Believe Me is a 2014 American independent comedy-drama film directed by Will Bakke, co-written with Michael B. Allen, and produced by Alex Carroll. The film stars Alex Russell, Zachary Knighton, Johanna Braddy, Miles Fisher, Sinqua Walls, Max Adler, with Nick Offerman, and Christopher McDonald.

Plot 
Smart, handsome, and charming, there is no one who could say no to college senior Sam. But when a surprise tuition bill leaves him thousands of dollars in the hole, Sam is forced to think outside the box.

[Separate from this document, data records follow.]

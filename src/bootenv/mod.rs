//! The U-Boot environment: reading it, patching it, and writing the script `fw_setenv` applies.
//!
//! Debian has shipped two incompatible `fw_setenv` implementations. The one from `u-boot-tools`
//! (Buster) reads scripts as `name value`, while `libubootenv-tool` (Bullseye onwards) wants
//! `name=value` and happily stores a variable named after the whole line if given the other
//! form. A wrongly-formatted script leaves the board unbootable, so the syntax is never guessed.

pub mod bootargs;
pub mod bootcmd;

use std::collections::BTreeMap;
use std::fmt;

use regex::Regex;

use crate::error::ResizeError;

/// The suffix of the variables that keep the original values around for manual recovery
pub const BACKUP_SUFFIX: &str = "_backup";

/// A snapshot of the U-Boot environment variables
#[derive(Debug, Clone, Default, PartialEq, Eq)]
pub struct Environment {
    vars: BTreeMap<String, String>,
}

impl Environment {
    /// Parse the output of `fw_printenv`: one `name=value` per line. Lines that don't look like
    /// that (warnings about a bad CRC, blank lines) are skipped.
    pub fn parse(text: &str) -> anyhow::Result<Self> {
        let re = Regex::new(r"^([a-zA-Z_0-9]+)=(.*)$")?;

        let vars = text
            .lines()
            .filter_map(|line| re.captures(line.trim()))
            .map(|caps| (caps[1].to_owned(), caps[2].to_owned()))
            .collect();

        Ok(Self { vars })
    }

    pub fn get(&self, name: &str) -> Option<&str> {
        self.vars.get(name).map(String::as_str)
    }

    /// Get a variable the migration can't do without
    pub fn require(&self, name: &'static str) -> Result<&str, ResizeError> {
        self.get(name).ok_or(ResizeError::MissingVariable(name))
    }
}

/// Which script syntax the installed `fw_setenv` understands
#[derive(Debug, Copy, Clone, PartialEq, Eq)]
pub enum EnvDialect {
    /// `name=value` (libubootenv)
    Equals,
    /// `name value` (u-boot-tools)
    Space,
}

impl EnvDialect {
    /// Classify one tool from its `--help` output.
    ///
    /// Only libubootenv knows `--defenv`, and only u-boot-tools knows `--lock`.
    pub fn detect(help: &str) -> Option<Self> {
        if help.contains("--defenv") {
            Some(EnvDialect::Equals)
        } else if help.contains("--lock") {
            Some(EnvDialect::Space)
        } else {
            None
        }
    }

    /// Classify the installed tool pair from the help output of `fw_printenv` and `fw_setenv`.
    /// Both have to be recognized, and they have to come from the same implementation.
    pub fn detect_pair(printenv_help: &str, setenv_help: &str) -> Result<Self, ResizeError> {
        let classify = |tool: &str, help: &str| {
            Self::detect(help).ok_or_else(|| {
                ResizeError::EnvToolDialect(format!(
                    "{tool} mentions neither --defenv nor --lock in its help"
                ))
            })
        };

        let printenv = classify("fw_printenv", printenv_help)?;
        let setenv = classify("fw_setenv", setenv_help)?;
        if printenv != setenv {
            return Err(ResizeError::EnvToolDialect(format!(
                "fw_printenv looks like {printenv:?} but fw_setenv looks like {setenv:?}"
            )));
        }
        Ok(setenv)
    }

    fn separator(self) -> char {
        match self {
            EnvDialect::Equals => '=',
            EnvDialect::Space => ' ',
        }
    }
}

/// The geometry of the environment inside the 'U-Boot Config' partition, written out as the
/// `fw_env.config` that both tools are pointed at
#[derive(Debug, Clone, PartialEq, Eq)]
pub struct EnvDeviceConfig {
    pub device: String,
    pub offset: u32,
    pub env_size: u32,
    pub sector_size: u32,
    pub sectors: u32,
}

impl EnvDeviceConfig {
    /// The environment as QNAP's U-Boot stores it: 4 KiB at the start of a single 256 KiB
    /// sector of `device` (e.g. `/dev/mtd4`)
    pub fn qnap(device: impl Into<String>) -> Self {
        Self {
            device: device.into(),
            offset: 0,
            env_size: 0x1000,
            sector_size: 0x40000,
            sectors: 1,
        }
    }
}

impl fmt::Display for EnvDeviceConfig {
    fn fmt(&self, f: &mut fmt::Formatter<'_>) -> fmt::Result {
        writeln!(
            f,
            "# MTD device name       Device offset   Env. size       Flash sector size       Number of sectors"
        )?;
        writeln!(
            f,
            "{}                 {:#06x}          {:#x}           {:#x}                 {}",
            self.device, self.offset, self.env_size, self.sector_size, self.sectors
        )
    }
}

/// Which of the two variables get patched. A skipped patch has to be replaced by a script
/// fragment written by hand.
#[derive(Debug, Clone, Default)]
pub struct PatchSelection {
    pub skip_bootcmd: bool,
    pub skip_bootargs: bool,
    pub fragment: Option<String>,
}

impl PatchSelection {
    /// Refuse a skip with nothing to replace it: the board would not boot the new layout.
    pub fn validate(&self) -> Result<(), ResizeError> {
        if self.fragment.is_none() {
            if self.skip_bootcmd {
                return Err(ResizeError::SkipWithoutFragment("bootcmd"));
            }
            if self.skip_bootargs {
                return Err(ResizeError::SkipWithoutFragment("bootargs"));
            }
        }
        Ok(())
    }
}

/// The `fw_setenv -s` script, accumulated one variable at a time
#[derive(Debug, Clone)]
pub struct ScriptBuilder {
    dialect: EnvDialect,
    text: String,
}

impl ScriptBuilder {
    pub fn new(dialect: EnvDialect) -> Self {
        Self {
            dialect,
            text: String::new(),
        }
    }

    /// Append `name` set to `value`
    pub fn set(mut self, name: &str, value: &str) -> Self {
        self.text.push_str(name);
        self.text.push(self.dialect.separator());
        self.text.push_str(value);
        self.text.push('\n');
        self
    }

    /// Save the current value of `name` under `<name>_backup`
    pub fn backup(self, name: &str, value: &str) -> Self {
        self.set(&format!("{name}{BACKUP_SUFFIX}"), value)
    }

    /// Append hand-written script lines verbatim
    pub fn fragment(mut self, fragment: &str) -> Self {
        let fragment = fragment.trim_end_matches(['\n', '\r']);
        if !fragment.is_empty() {
            self.text.push_str(fragment);
            self.text.push('\n');
        }
        self
    }

    pub fn build(self) -> String {
        self.text
    }
}

/// Old and new values of the two patched variables
#[derive(Debug, Clone, PartialEq, Eq)]
pub struct BootVars {
    pub bootcmd: String,
    pub bootargs: String,
}

/// Write the script that applies `new` over `old`: backups first, then the new values (unless
/// skipped), then the operator's fragment.
pub fn build_script(
    dialect: EnvDialect,
    old: &BootVars,
    new: &BootVars,
    selection: &PatchSelection,
) -> Result<String, ResizeError> {
    selection.validate()?;

    let mut script = ScriptBuilder::new(dialect)
        .backup("bootargs", &old.bootargs)
        .backup("bootcmd", &old.bootcmd);
    if !selection.skip_bootargs {
        script = script.set("bootargs", &new.bootargs);
    }
    if !selection.skip_bootcmd {
        script = script.set("bootcmd", &new.bootcmd);
    }
    if let Some(fragment) = &selection.fragment {
        script = script.fragment(fragment);
    }

    Ok(script.build())
}

#[cfg(test)]
pub(crate) const PRINTENV: &str = "\
baudrate=115200
bootargs=console=ttyS0,115200 root=/dev/ram initrd=0xa00000,0x900000 ramdisk=32768
bootcmd=uart1 0x68;cp.l 0xf8200000 0x800000 0x80000;cp.l 0xf8400000 0xa00000 0x240000;bootm 0x800000
bootdelay=1
";

#[cfg(test)]
fn test_vars() -> (BootVars, BootVars) {
    let old = BootVars {
        bootcmd: "bootm 0x800000".into(),
        bootargs: "console=ttyS0,115200".into(),
    };
    let new = BootVars {
        bootcmd: "bootm 0x800000;bootm 0x900000".into(),
        bootargs: "console=ttyS0,115200 mtdparts=x".into(),
    };
    (old, new)
}

#[test]
fn test_parse_environment() -> anyhow::Result<()> {
    let text = format!("Warning: Bad CRC, using default environment\n{PRINTENV}");
    let env = Environment::parse(&text)?;
    assert_eq!(env.get("bootdelay"), Some("1"));
    assert!(env.require("bootcmd")?.starts_with("uart1 0x68;"));
    assert!(matches!(
        env.require("bootfile"),
        Err(ResizeError::MissingVariable("bootfile"))
    ));
    Ok(())
}

#[test]
fn test_detect_dialect() {
    let libubootenv = "Usage fw_printenv [OPTION]\n -c, --config  configuration file\n -f, --defenv  default environment\n";
    let uboot_tools = "Usage: fw_printenv [OPTIONS]... [VARIABLE]...\n -l, --lock  lock node\n";

    assert_eq!(EnvDialect::detect(libubootenv), Some(EnvDialect::Equals));
    assert_eq!(EnvDialect::detect(uboot_tools), Some(EnvDialect::Space));
    assert_eq!(EnvDialect::detect("fw_printenv 1.0"), None);

    assert_eq!(
        EnvDialect::detect_pair(libubootenv, libubootenv).ok(),
        Some(EnvDialect::Equals)
    );
    assert_eq!(
        EnvDialect::detect_pair(uboot_tools, uboot_tools).ok(),
        Some(EnvDialect::Space)
    );
    assert!(matches!(
        EnvDialect::detect_pair(libubootenv, uboot_tools),
        Err(ResizeError::EnvToolDialect(_))
    ));
    assert!(matches!(
        EnvDialect::detect_pair("", ""),
        Err(ResizeError::EnvToolDialect(_))
    ));
}

#[test]
fn test_env_config() {
    let config = EnvDeviceConfig::qnap("/dev/mtd4");
    let text = config.to_string();
    let line = text.lines().nth(1).unwrap();
    let fields: Vec<_> = line.split_whitespace().collect();
    assert_eq!(fields, ["/dev/mtd4", "0x0000", "0x1000", "0x40000", "1"]);
}

#[test]
fn test_script_equals() -> anyhow::Result<()> {
    let (old, new) = test_vars();
    let script = build_script(EnvDialect::Equals, &old, &new, &Default::default())?;
    assert_eq!(
        script,
        "bootargs_backup=console=ttyS0,115200\n\
         bootcmd_backup=bootm 0x800000\n\
         bootargs=console=ttyS0,115200 mtdparts=x\n\
         bootcmd=bootm 0x800000;bootm 0x900000\n"
    );
    Ok(())
}

#[test]
fn test_script_space() -> anyhow::Result<()> {
    let (old, new) = test_vars();
    let script = build_script(EnvDialect::Space, &old, &new, &Default::default())?;
    assert_eq!(
        script.lines().next(),
        Some("bootargs_backup console=ttyS0,115200")
    );
    assert_eq!(
        script.lines().last(),
        Some("bootcmd bootm 0x800000;bootm 0x900000")
    );
    Ok(())
}

#[test]
fn test_script_skip() -> anyhow::Result<()> {
    let (old, new) = test_vars();

    let selection = PatchSelection {
        skip_bootcmd: true,
        ..Default::default()
    };
    assert!(matches!(
        build_script(EnvDialect::Equals, &old, &new, &selection),
        Err(ResizeError::SkipWithoutFragment("bootcmd"))
    ));

    let selection = PatchSelection {
        skip_bootcmd: true,
        skip_bootargs: false,
        fragment: Some("bootcmd=run my_boot\n\n".into()),
    };
    let script = build_script(EnvDialect::Equals, &old, &new, &selection)?;
    let lines: Vec<_> = script.lines().collect();
    assert_eq!(
        lines,
        [
            "bootargs_backup=console=ttyS0,115200",
            "bootcmd_backup=bootm 0x800000",
            "bootargs=console=ttyS0,115200 mtdparts=x",
            "bootcmd=run my_boot",
        ]
    );
    Ok(())
}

Convincing his three roommates they can make a killing exploiting the gullible church crowd, the guys start a sham charity and begin campaigning across the country, raising funds for a cause as fake as their message. But when sweet tour manager Callie, the object of Sam's affections, discovers their ruse, it's Sam's moment, alone in the spotlight, to decide what he really believes.

Cast 
 Alex Russell as Sam
 Zachary Knighton as Gabriel
 Johanna Braddy as Callie
 Miles Fisher as Pierce
 Sinqua Walls as Tyler
 Max Adler as Baker
 Nick Offerman as Sean
 Christopher McDonald as Ken
 Lecrae as Dr. Darnall Malmquist

Production 
Believe Me is the feature film debut from Riot Studios, producers of One Nation Under God and Beware of Christians. The film is directed by Will Bakke, who also co-wrote the screenplay with Michael B. Allen, and produced by Alex Carroll. John W. Rutland is the director of photography. Rapper Lecrae was added as a featured cast member alongside rising Australian star, Alex Russell who is playing the lead role.

The film was released on September 26, 2014, in Theaters and On Demand.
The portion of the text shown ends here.